Latest revision as of 13:09, 2 October 2009



Contents

PCR

PCR has three phases:

  • Denaturation - 1 cycle at 95°C
  • Annealing - 10 cycles - this is the 'seeding' phase; it occurs without binding of the XbaI and SpeI regions on the primers when binding the template DNA.
  • Elongation - 20 cycles - this is where the final end product comes from - all regions of the primers bind at this stage.


Aims

To amplify our DNA.

Equipment

  • PCR machine - we have a set programme - number 40.
  • Heating block
  • Eppendorf tubes
  • P200, P10 and P2 Gilsons and tips

Reagents

  • 10x Pfu Ultra buffer
  • dNTPs
  • Forward and Reverse primers
  • Pfu Ultra II
  • Template DNA


Protocol

DNA Template

  • Heat up heating block to 95°C.
  • Select distinct colonies from plate for testing.
  • Pipette 100ul sterile ddH2O into eppendorf tubes.
  • Pick each colony in turn, replica plate the colony on a fresh plate and then mix the loop tip with the water in the eppendorf tube to leave cells as a sample.
  • Boil the water and cells solution for 5 minutes in the heating block.
  • each template is now ready to be used as a DNA template in a PCR reaction.

PCR Reaction
Reaction Mixture
25ul total volume

  • 2.5ul 10xPfu Ultra Buffer
  • 1ul Primer Fwd (100ng)
  • 1ul Primer Rev (100ng)
  • 0.5ul Pfu Ultra
  • 1ul DNA template

TIP: For repeats of the SAME DNA - make up a 'master mix' - multiply the above volumes by the number of samples you have (excluding the DNA for each).
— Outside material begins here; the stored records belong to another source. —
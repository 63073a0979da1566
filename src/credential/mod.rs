//! Credential negotiation for outbound transport sessions: credential
//! descriptions, the allowed-types bitmask, environment resolution, secret
//! buffers and the backends that build the transport's credential objects.

pub mod backend;
pub mod env;
pub mod negotiator;
pub mod secret;
pub mod types;

pub use backend::{CredentialBackend, PlainBackend};
pub use env::{EnvSource, EnvironmentResolver, ProcessEnv};
pub use negotiator::CredentialNegotiator;
pub use secret::Secret;
pub use types::{AllowedTypes, Credential, CredentialDescription, CredentialKind};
Then divide this master mix between your eppendorf tubes and add your DNA (REMEMBER: you will also need a positive and negative control. Your negative control will not contain any DNA - make this up to the total volume with ddH2O. Make up your positive control separately).

Cycles
X=annealing temperature. This is varied at 2°C intervals. The temperature is decided using the melting temperatures of the primers as top temperature (this will become more intuitive the more you do the procedure).
X2=annealing temperature 2. This is kept constant. The temperature is decided using the melting temperatures of the primers including the sequence for XBaI and SpeI. X2 must be slightly below the predicted temperature.
Y=Time (in seconds). This is determined using the length of the construct to calculate the elongation time. We're using Pfu Ultra II which works at 15 seconds per kb. Never do less than 15 seconds.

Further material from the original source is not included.